Ms. Sims inspired her employees to be better workers and better people, said Mrs. Parrish, adding that "Clair was my best cheerleader until my husband came along. She once enabled me and a co-worker to go on an expense-paid marketing trip to Montreal by threatening to stay in Atlanta herself unless the two of us were permitted to go.

"She was a nurturing boss, but she also expected you to do your work, to represent Coca-Cola well when you were traveling on company business and to drink the company's products, not the competitors'," Mrs. Parrish added.

A Coca-Cola employee for 47 years, Ms. Sims was the go-to person to answer just about any question about the company, said another former employee, Linda Webb Alexander of Vinings.

Ms. Sims' top attributes as an advertising manager were her understanding of consumer tastes and her ability to communicate the Coca-Cola headquarters' marketing message to its local bottlers, Mrs. Alexander said.

Mary Clair Sims, 84, of Decatur, died of congestive heart failure Tuesday at VistaCare hospice at Emory Midtown. Her family will receive friends between 9 a.m. and 11 a.m. on Saturday at A.S. Turner and Son funeral home, followed by a procession to Westview Cemetery for a graveside service at 12 noon. The family asks those wishing to make contributions in memory of Ms. Sims to donate to the American Heart Association, in care of americanheart.org.

One of Ms. Sims' favorite virtues was thrift.

"Clair resisted spending money when she didn't need to," said Mrs. Parrish. "She was delighted when a handyman attached a lamp cord to her old leaf blower and saved her the cost of a new one. Another time she ‘fixed' a loose strip molding on the side of her car with a wad of freshly chewed bubblegum."
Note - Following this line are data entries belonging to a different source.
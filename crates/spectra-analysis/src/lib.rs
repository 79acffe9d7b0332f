//! # Spectra Analysis
//!
//! Spectrum-side tools of the Spectra stereo analyzer.
//!
//! - **Magnitude stage**: Hann-windowed FFT to per-bin dB
//! - **Spectral mapper**: FFT bins to logarithmic display columns with
//!   peak/average combining, noise-floor subtraction, calibration and smoothing
//! - **Capture overlays**: hold (latch or average) and freeze lines
//!
//! All functions take per-bin dB values as `&[f32]`; `-inf` is a valid
//! (silent) bin.
//!
//! ## Example
//!
//! ```rust
//! use spectra_analysis::{MagnitudeAnalyzer, MapperConfig, SpectralMapper};
//!
//! let samples: Vec<f32> = (0..2048)
//!     .map(|i| (2.0 * std::f32::consts::PI * 1000.0 * i as f32 / 48000.0).sin())
//!     .collect();
//!
//! let mut analyzer = MagnitudeAnalyzer::new(2048)?;
//! let spectrum = analyzer.analyze(&samples)?;
//!
//! let mut mapper = SpectralMapper::new(MapperConfig::default())?;
//! let points = mapper.map_to_columns(&spectrum, None, 48000.0)?;
//! assert!(points.iter().all(|p| p.left_db <= 0.0 && p.left_db >= -90.0));
//! # Ok::<(), spectra_core::Error>(())
//! ```

pub mod capture;
pub mod combine;
pub mod fft;
pub mod mapper;
pub mod smoothing;

pub use capture::{
    CaptureBank, CaptureCommand, CaptureConfig, CaptureMode, CaptureTransition, SlotId, SlotPhase,
    SlotState, Snapshot, AVERAGE_WINDOW_RANGE, FREEZE_SLOTS,
};
pub use combine::{combine_average, combine_peak, combine_weighted_average, subtract_noise_floor};
pub use fft::{MagnitudeAnalyzer, MAX_FFT_SIZE, MIN_FFT_SIZE};
pub use mapper::{
    bin_frequency, column_for_frequency, map_to_columns, BinCombine, DbRange, FrequencyRange,
    MapperConfig, PixelPoint, SpectralMapper,
};
pub use smoothing::smooth_columns;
Ms. Sims' parents lost the home in which she grew up when the Georgia Department of Transportation exercised the right of eminent domain to make way for a proposed but never-built expressway connecting Atlanta's downtown to the Stone Mountain Freeway.

"It upset Clair that that house stood empty and unused for years after her family had to abandon it," said Mrs. Parrish. Eventually, the house was razed and the site was cleared to make way for the Jimmy Carter Presidential Library.
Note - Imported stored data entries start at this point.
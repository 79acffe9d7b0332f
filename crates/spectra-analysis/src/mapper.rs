//! Spectral Mapper
//!
//! Maps per-bin magnitude spectra (dB) onto display columns along a
//! logarithmic frequency axis:
//!
//! ```text
//! column = round(log10(f / f_min) / log10(f_max / f_min) * column_count)
//! ```
//!
//! Per frame, for each column that at least one bin lands in:
//!
//! 1. Combine its bins (peak envelope, or power-domain average, optionally
//!    frequency-weighted toward the loudest bins)
//! 2. Subtract the noise floor, if configured
//! 3. Add the calibration offset, clamp to the display range
//! 4. Flag columns where both channels are within the overlap tolerance
//! 5. Smooth across neighbouring columns, if configured
//!
//! The bin-to-column table is cached and rebuilt only when the sample rate,
//! bin count or axis configuration changes.

use core::ops::Range;

use spectra_core::{Error, Result};

use crate::combine::{
    combine_average, combine_peak, combine_weighted_average, keep_fraction, subtract_noise_floor,
};
use crate::smoothing::smooth_columns;

/// Largest allowed column smoothing radius.
pub const MAX_SMOOTHING_RADIUS: usize = 16;

/// Frequency axis limits in Hz.
#[derive(Debug, Clone, Copy, PartialEq)]
#[cfg_attr(
    feature = "serialization",
    derive(serde::Serialize, serde::Deserialize)
)]
pub struct FrequencyRange {
    pub min_hz: f32,
    pub max_hz: f32,
}

impl Default for FrequencyRange {
    fn default() -> Self {
        Self {
            min_hz: 20.0,
            max_hz: 20000.0,
        }
    }
}

impl FrequencyRange {
    pub fn contains(&self, freq: f32) -> bool {
        freq >= self.min_hz && freq <= self.max_hz
    }
}

/// Display range in dB. Every output value is clamped into it.
#[derive(Debug, Clone, Copy, PartialEq)]
#[cfg_attr(
    feature = "serialization",
    derive(serde::Serialize, serde::Deserialize)
)]
pub struct DbRange {
    pub min_db: f32,
    pub max_db: f32,
}

impl Default for DbRange {
    fn default() -> Self {
        Self {
            min_db: -90.0,
            max_db: 0.0,
        }
    }
}

impl DbRange {
    #[inline]
    pub fn clamp(&self, db: f32) -> f32 {
        if db.is_nan() {
            self.min_db
        } else {
            db.clamp(self.min_db, self.max_db)
        }
    }
}

/// How bins sharing a column are combined. One policy per session.
#[derive(Debug, Clone, Copy, PartialEq, Eq, Hash, Default)]
#[cfg_attr(
    feature = "serialization",
    derive(serde::Serialize, serde::Deserialize)
)]
pub enum BinCombine {
    /// Loudest bin wins.
    #[default]
    PeakEnvelope,
    /// Mean of linear power.
    Average,
}

#[derive(Debug, Clone, PartialEq)]
#[cfg_attr(
    feature = "serialization",
    derive(serde::Serialize, serde::Deserialize)
)]
pub struct MapperConfig {
    pub freq_range: FrequencyRange,
    pub db_range: DbRange,
    pub column_count: usize,
    pub combine: BinCombine,
    /// With [`BinCombine::Average`], average only the loudest bins of
    /// higher columns (100% of bins at the bottom, 10% at the top).
    pub frequency_weighted: bool,
    pub noise_floor_db: Option<f32>,
    /// Moving-average radius in columns (0 disables).
    pub smoothing_radius: usize,
    /// Added to every value before clamping.
    pub calibration_offset_db: f32,
    pub overlap_tolerance_db: f32,
}

impl Default for MapperConfig {
    fn default() -> Self {
        Self {
            freq_range: FrequencyRange::default(),
            db_range: DbRange::default(),
            column_count: 512,
            combine: BinCombine::PeakEnvelope,
            frequency_weighted: false,
            noise_floor_db: None,
            smoothing_radius: 0,
            calibration_offset_db: 0.0,
            overlap_tolerance_db: 1.0,
        }
    }
}

impl MapperConfig {
    pub fn validate(&self) -> Result<()> {
        let FrequencyRange { min_hz, max_hz } = self.freq_range;
        if !(min_hz.is_finite() && max_hz.is_finite() && min_hz > 0.0 && min_hz < max_hz) {
            return Err(Error::InvalidConfig(format!(
                "frequency range {}-{} Hz must satisfy 0 < min < max",
                min_hz, max_hz
            )));
        }
        let DbRange { min_db, max_db } = self.db_range;
        if !(min_db.is_finite() && max_db.is_finite() && min_db < max_db && max_db <= 0.0) {
            return Err(Error::InvalidConfig(format!(
                "dB range {}..{} must satisfy min < max <= 0",
                min_db, max_db
            )));
        }
        if self.column_count == 0 {
            return Err(Error::InvalidConfig("column_count must be > 0".into()));
        }
        if self.smoothing_radius > MAX_SMOOTHING_RADIUS {
            return Err(Error::InvalidConfig(format!(
                "smoothing_radius {} exceeds {}",
                self.smoothing_radius, MAX_SMOOTHING_RADIUS
            )));
        }
        if !self.calibration_offset_db.is_finite() {
            return Err(Error::InvalidConfig(
                "calibration_offset_db must be finite".into(),
            ));
        }
        if !self.overlap_tolerance_db.is_finite() || self.overlap_tolerance_db < 0.0 {
            return Err(Error::InvalidConfig(format!(
                "overlap_tolerance_db {} must be >= 0",
                self.overlap_tolerance_db
            )));
        }
        if let Some(floor) = self.noise_floor_db {
            if !floor.is_finite() {
                return Err(Error::InvalidConfig("noise_floor_db must be finite".into()));
            }
        }
        Ok(())
    }
}

/// One display column's values for the current frame.
#[derive(Debug, Clone, Copy, PartialEq)]
#[cfg_attr(
    feature = "serialization",
    derive(serde::Serialize, serde::Deserialize)
)]
pub struct PixelPoint {
    /// Horizontal position in columns (`0..column_count`).
    pub x: f32,
    pub left_db: f32,
    /// `None` for mono input.
    pub right_db: Option<f32>,
    /// Both channels within the overlap tolerance. Advisory, for renderers.
    pub overlapping: bool,
}

/// Contiguous run of bins landing in one column.
#[derive(Debug, Clone, PartialEq)]
struct ColumnGroup {
    column: usize,
    bins: Range<usize>,
}

/// Centre frequency of `bin` for a spectrum of `bin_count` bins
/// (FFT size `2 * bin_count`).
#[inline]
pub fn bin_frequency(bin: usize, bin_count: usize, sample_rate: f32) -> f32 {
    bin as f32 * sample_rate / (2 * bin_count) as f32
}

/// Column for `freq`, or `None` outside the frequency range.
pub fn column_for_frequency(freq: f32, range: FrequencyRange, column_count: usize) -> Option<usize> {
    if column_count == 0 || !range.contains(freq) {
        return None;
    }
    let span = (range.max_hz / range.min_hz).log10();
    let pos = (freq / range.min_hz).log10() / span;
    let column = (pos * column_count as f32).round() as usize;
    Some(column.min(column_count - 1))
}

/// Stateful mapper caching the bin-to-column layout.
#[derive(Debug, Clone)]
pub struct SpectralMapper {
    config: MapperConfig,
    layout_key: Option<(u32, usize)>,
    groups: Vec<ColumnGroup>,
    scratch: Vec<f32>,
}

impl SpectralMapper {
    pub fn new(config: MapperConfig) -> Result<Self> {
        config.validate()?;
        Ok(Self {
            config,
            layout_key: None,
            groups: Vec::new(),
            scratch: Vec::new(),
        })
    }

    pub fn config(&self) -> &MapperConfig {
        &self.config
    }

    pub fn set_config(&mut self, config: MapperConfig) -> Result<()> {
        config.validate()?;
        if config.freq_range != self.config.freq_range
            || config.column_count != self.config.column_count
        {
            self.layout_key = None;
        }
        self.config = config;
        Ok(())
    }

    /// Maps one frame. `right` is `None` for mono input and must otherwise
    /// match `left` in length.
    pub fn map_to_columns(
        &mut self,
        left: &[f32],
        right: Option<&[f32]>,
        sample_rate: f32,
    ) -> Result<Vec<PixelPoint>> {
        if !sample_rate.is_finite() || sample_rate <= 0.0 {
            return Err(Error::InvalidInput(format!(
                "sample_rate must be positive, got {}",
                sample_rate
            )));
        }
        if let Some(right) = right {
            Error::check_lengths(left.len(), right.len())?;
        }

        self.ensure_layout(left.len(), sample_rate);

        let config = &self.config;
        let top = config.column_count.saturating_sub(1).max(1) as f32;
        let mut points = Vec::with_capacity(self.groups.len());

        for group in &self.groups {
            let keep = keep_fraction(group.column as f32 / top);
            let l = finish_value(
                config,
                combine_bins(config, &left[group.bins.clone()], keep, &mut self.scratch),
            );
            let r = right.map(|right| {
                finish_value(
                    config,
                    combine_bins(config, &right[group.bins.clone()], keep, &mut self.scratch),
                )
            });

            points.push(PixelPoint {
                x: group.column as f32,
                left_db: l,
                right_db: r,
                overlapping: r.is_some_and(|r| (l - r).abs() <= config.overlap_tolerance_db),
            });
        }

        if config.smoothing_radius > 0 {
            smooth_columns(&mut points, config.smoothing_radius);
        }
        Ok(points)
    }

    /// Number of columns that receive at least one bin for this layout.
    pub fn occupied_columns(&mut self, bin_count: usize, sample_rate: f32) -> usize {
        self.ensure_layout(bin_count, sample_rate);
        self.groups.len()
    }

    fn ensure_layout(&mut self, bin_count: usize, sample_rate: f32) {
        let key = (sample_rate.to_bits(), bin_count);
        if self.layout_key == Some(key) {
            return;
        }

        self.groups.clear();
        for bin in 0..bin_count {
            let freq = bin_frequency(bin, bin_count, sample_rate);
            let Some(column) =
                column_for_frequency(freq, self.config.freq_range, self.config.column_count)
            else {
                continue;
            };
            match self.groups.last_mut() {
                Some(group) if group.column == column && group.bins.end == bin => {
                    group.bins.end = bin + 1;
                }
                _ => self.groups.push(ColumnGroup {
                    column,
                    bins: bin..bin + 1,
                }),
            }
        }

        tracing::debug!(
            "Spectrum layout: {} bins @ {} Hz -> {} occupied of {} columns",
            bin_count,
            sample_rate,
            self.groups.len(),
            self.config.column_count
        );
        self.layout_key = Some(key);
    }
}

/// One-shot mapping with a temporary [`SpectralMapper`].
pub fn map_to_columns(
    left: &[f32],
    right: Option<&[f32]>,
    sample_rate: f32,
    config: &MapperConfig,
) -> Result<Vec<PixelPoint>> {
    SpectralMapper::new(config.clone())?.map_to_columns(left, right, sample_rate)
}

fn combine_bins(config: &MapperConfig, bins: &[f32], keep: f32, scratch: &mut Vec<f32>) -> f32 {
    match config.combine {
        BinCombine::PeakEnvelope => combine_peak(bins),
        BinCombine::Average if config.frequency_weighted => {
            combine_weighted_average(bins, keep, scratch)
        }
        BinCombine::Average => combine_average(bins),
    }
}

fn finish_value(config: &MapperConfig, db: f32) -> f32 {
    let db = match config.noise_floor_db {
        Some(floor) => subtract_noise_floor(db, floor),
        None => db,
    };
    config.db_range.clamp(db + config.calibration_offset_db)
}
//! Frequency weighting filters (A, C and flat Z) for RMS metering.
//!
//! Each curve is a fixed cascade of second-order sections designed at a
//! 44.1 kHz reference rate and normalized to unity gain at 1 kHz. The
//! coefficients are owned by [`WeightingFilter`]; the per-channel delay lines
//! live in a separate [`ChannelFilterState`] so the same filter can run over
//! any number of independent channels.
//!
//! | Curve | Sections |
//! |-------|----------|
//! | Z | none (identity) |
//! | A | 2x first-order HP @ 20.6 Hz, HP pair @ 107.7/737.9 Hz, LP @ 12.2 kHz |
//! | C | HP @ 20.6 Hz (-3 dB near 31 Hz), LP @ 12.2 kHz (-3 dB near 8 kHz) |

use core::f64::consts::PI;

/// Sample rate the weighting coefficients are designed for.
pub const REFERENCE_SAMPLE_RATE: f64 = 44100.0;

/// Frequency at which every weighting curve reads 0 dB.
const NORMALIZATION_HZ: f64 = 1000.0;

/// IEC 61672 pole frequencies.
const POLE_LOW_HZ: f64 = 20.598997;
const POLE_MID_A_HZ: f64 = 107.65265;
const POLE_MID_B_HZ: f64 = 737.86223;
const POLE_HIGH_HZ: f64 = 12194.217;

/// Frequency weighting curve applied before RMS computation.
#[derive(Debug, Clone, Copy, PartialEq, Eq, Hash, Default)]
#[cfg_attr(
    feature = "serialization",
    derive(serde::Serialize, serde::Deserialize)
)]
pub enum Weighting {
    /// Flat response (no filtering).
    #[default]
    Z,
    /// A-weighting (IEC 61672), 4 sections.
    A,
    /// C-weighting (IEC 61672), 2 sections.
    C,
}

impl Weighting {
    /// Biquad cascade implementing this curve, normalized to 0 dB at 1 kHz.
    pub fn sections(self) -> Vec<Biquad> {
        let fs = REFERENCE_SAMPLE_RATE;
        let mut sections = match self {
            Weighting::Z => return Vec::new(),
            Weighting::A => {
                // The 107.7/737.9 Hz real poles form one section:
                // w0^2 = w1*w2, w0/Q = w1 + w2.
                let mid_f0 = (POLE_MID_A_HZ * POLE_MID_B_HZ).sqrt();
                let mid_q = mid_f0 / (POLE_MID_A_HZ + POLE_MID_B_HZ);
                vec![
                    Biquad::first_order_highpass(POLE_LOW_HZ, fs),
                    Biquad::first_order_highpass(POLE_LOW_HZ, fs),
                    Biquad::highpass(mid_f0, mid_q, fs),
                    Biquad::lowpass(POLE_HIGH_HZ, 0.5, fs),
                ]
            }
            Weighting::C => vec![
                Biquad::highpass(POLE_LOW_HZ, 0.5, fs),
                Biquad::lowpass(POLE_HIGH_HZ, 0.5, fs),
            ],
        };

        let gain: f64 = sections
            .iter()
            .map(|s| s.magnitude_at(NORMALIZATION_HZ, fs))
            .product();
        if gain > 0.0 {
            sections[0] = sections[0].scaled(1.0 / gain);
        }
        sections
    }

    pub fn label(self) -> &'static str {
        match self {
            Weighting::Z => "Z",
            Weighting::A => "A",
            Weighting::C => "C",
        }
    }
}

/// Second-order section coefficients, normalized so `a0 == 1`.
#[derive(Debug, Clone, Copy, PartialEq)]
pub struct Biquad {
    pub b0: f64,
    pub b1: f64,
    pub b2: f64,
    pub a1: f64,
    pub a2: f64,
}

impl Biquad {
    /// RBJ cookbook high-pass.
    pub fn highpass(freq: f64, q: f64, sample_rate: f64) -> Self {
        let w0 = 2.0 * PI * freq / sample_rate;
        let cos = w0.cos();
        let alpha = w0.sin() / (2.0 * q);
        let a0 = 1.0 + alpha;
        Self {
            b0: (1.0 + cos) / 2.0 / a0,
            b1: -(1.0 + cos) / a0,
            b2: (1.0 + cos) / 2.0 / a0,
            a1: -2.0 * cos / a0,
            a2: (1.0 - alpha) / a0,
        }
    }

    /// RBJ cookbook low-pass.
    pub fn lowpass(freq: f64, q: f64, sample_rate: f64) -> Self {
        let w0 = 2.0 * PI * freq / sample_rate;
        let cos = w0.cos();
        let alpha = w0.sin() / (2.0 * q);
        let a0 = 1.0 + alpha;
        Self {
            b0: (1.0 - cos) / 2.0 / a0,
            b1: (1.0 - cos) / a0,
            b2: (1.0 - cos) / 2.0 / a0,
            a1: -2.0 * cos / a0,
            a2: (1.0 - alpha) / a0,
        }
    }

    /// Bilinear-transformed first-order high-pass held in biquad form.
    pub fn first_order_highpass(freq: f64, sample_rate: f64) -> Self {
        let k = (PI * freq / sample_rate).tan();
        let norm = 1.0 / (1.0 + k);
        Self {
            b0: norm,
            b1: -norm,
            b2: 0.0,
            a1: (k - 1.0) * norm,
            a2: 0.0,
        }
    }

    /// Scales the numerator (overall gain).
    pub fn scaled(mut self, gain: f64) -> Self {
        self.b0 *= gain;
        self.b1 *= gain;
        self.b2 *= gain;
        self
    }

    /// Linear magnitude response at `freq`.
    pub fn magnitude_at(&self, freq: f64, sample_rate: f64) -> f64 {
        let w = 2.0 * PI * freq / sample_rate;
        let (c1, s1) = (w.cos(), w.sin());
        let (c2, s2) = ((2.0 * w).cos(), (2.0 * w).sin());

        let num_re = self.b0 + self.b1 * c1 + self.b2 * c2;
        let num_im = -(self.b1 * s1 + self.b2 * s2);
        let den_re = 1.0 + self.a1 * c1 + self.a2 * c2;
        let den_im = -(self.a1 * s1 + self.a2 * s2);

        let den = (den_re * den_re + den_im * den_im).sqrt();
        if den == 0.0 {
            return f64::INFINITY;
        }
        (num_re * num_re + num_im * num_im).sqrt() / den
    }

    #[inline]
    fn process(&self, x: f64, state: &mut BiquadState) -> f64 {
        let y = self.b0 * x + self.b1 * state.x1 + self.b2 * state.x2
            - self.a1 * state.y1
            - self.a2 * state.y2;
        state.x2 = state.x1;
        state.x1 = x;
        state.y2 = state.y1;
        state.y1 = y;
        y
    }
}

/// Two input and two output delay values for one section.
#[derive(Debug, Clone, Copy, PartialEq, Default)]
pub struct BiquadState {
    x1: f64,
    x2: f64,
    y1: f64,
    y2: f64,
}

/// Delay lines for one channel across every section of a cascade.
#[derive(Debug, Clone, PartialEq, Default)]
pub struct ChannelFilterState {
    stages: Vec<BiquadState>,
}

impl ChannelFilterState {
    pub fn new(stages: usize) -> Self {
        Self {
            stages: vec![BiquadState::default(); stages],
        }
    }

    pub fn reset(&mut self) {
        self.stages.fill(BiquadState::default());
    }

    pub fn is_cleared(&self) -> bool {
        self.stages.iter().all(|s| *s == BiquadState::default())
    }

    pub fn len(&self) -> usize {
        self.stages.len()
    }

    pub fn is_empty(&self) -> bool {
        self.stages.is_empty()
    }
}

/// A weighting curve's coefficients. Stateless; delay lines are passed in.
#[derive(Debug, Clone)]
pub struct WeightingFilter {
    weighting: Weighting,
    sections: Vec<Biquad>,
}

impl Default for WeightingFilter {
    fn default() -> Self {
        Self::new(Weighting::Z)
    }
}

impl WeightingFilter {
    pub fn new(weighting: Weighting) -> Self {
        Self {
            weighting,
            sections: weighting.sections(),
        }
    }

    pub fn weighting(&self) -> Weighting {
        self.weighting
    }

    pub fn sections(&self) -> &[Biquad] {
        &self.sections
    }

    /// Zeroed delay lines sized for this cascade.
    pub fn new_state(&self) -> ChannelFilterState {
        ChannelFilterState::new(self.sections.len())
    }

    /// Filters `input` into a new buffer, advancing `state`.
    pub fn apply(&self, input: &[f32], state: &mut ChannelFilterState) -> Vec<f32> {
        let mut output = input.to_vec();
        self.apply_in_place(&mut output, state);
        output
    }

    /// Filters `buffer` in place, advancing `state`.
    ///
    /// A state sized for a different cascade is replaced by zeroed delay lines.
    pub fn apply_in_place(&self, buffer: &mut [f32], state: &mut ChannelFilterState) {
        if self.sections.is_empty() {
            return;
        }
        if state.stages.len() != self.sections.len() {
            *state = self.new_state();
        }

        for sample in buffer.iter_mut() {
            let mut x = *sample as f64;
            for (section, stage) in self.sections.iter().zip(state.stages.iter_mut()) {
                x = section.process(x, stage);
            }
            *sample = x as f32;
        }
    }

    /// Cascade magnitude response in dB at `freq` (reference rate).
    pub fn response_db(&self, freq: f64) -> f64 {
        let gain: f64 = self
            .sections
            .iter()
            .map(|s| s.magnitude_at(freq, REFERENCE_SAMPLE_RATE))
            .product();
        20.0 * gain.log10()
    }
}
//! Centralized error type for the spectra umbrella crate.
//!
//! Wraps the subsystem errors so `?` propagates naturally across crate boundaries.

use thiserror::Error;

#[derive(Error, Debug, Clone, PartialEq)]
pub enum Error {
    #[error(transparent)]
    Core(#[from] spectra_core::Error),
}

impl Error {
    /// True for every contract violation (bad lengths, missing channels,
    /// out-of-range configuration). Nothing in the pipeline is retryable.
    pub fn is_invalid_input(&self) -> bool {
        match self {
            Error::Core(e) => e.is_invalid_input(),
        }
    }
}

pub type Result<T> = std::result::Result<T, Error>;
"Clair was pleased that the property was finally put to a good use," said a nephew, William Sims III of Vinings.

Outside the office, Ms. Sims was definitely not an inside person. She spent hours in her backyard garden, "her window to a wooded world," as Mrs. Alexander called it. She cultivated a wide variety of plants and gave cuttings to dozens of friends. She also enjoyed long walks in her heavily forested Decatur neighborhood.

She is survived by seven nieces and two nephews.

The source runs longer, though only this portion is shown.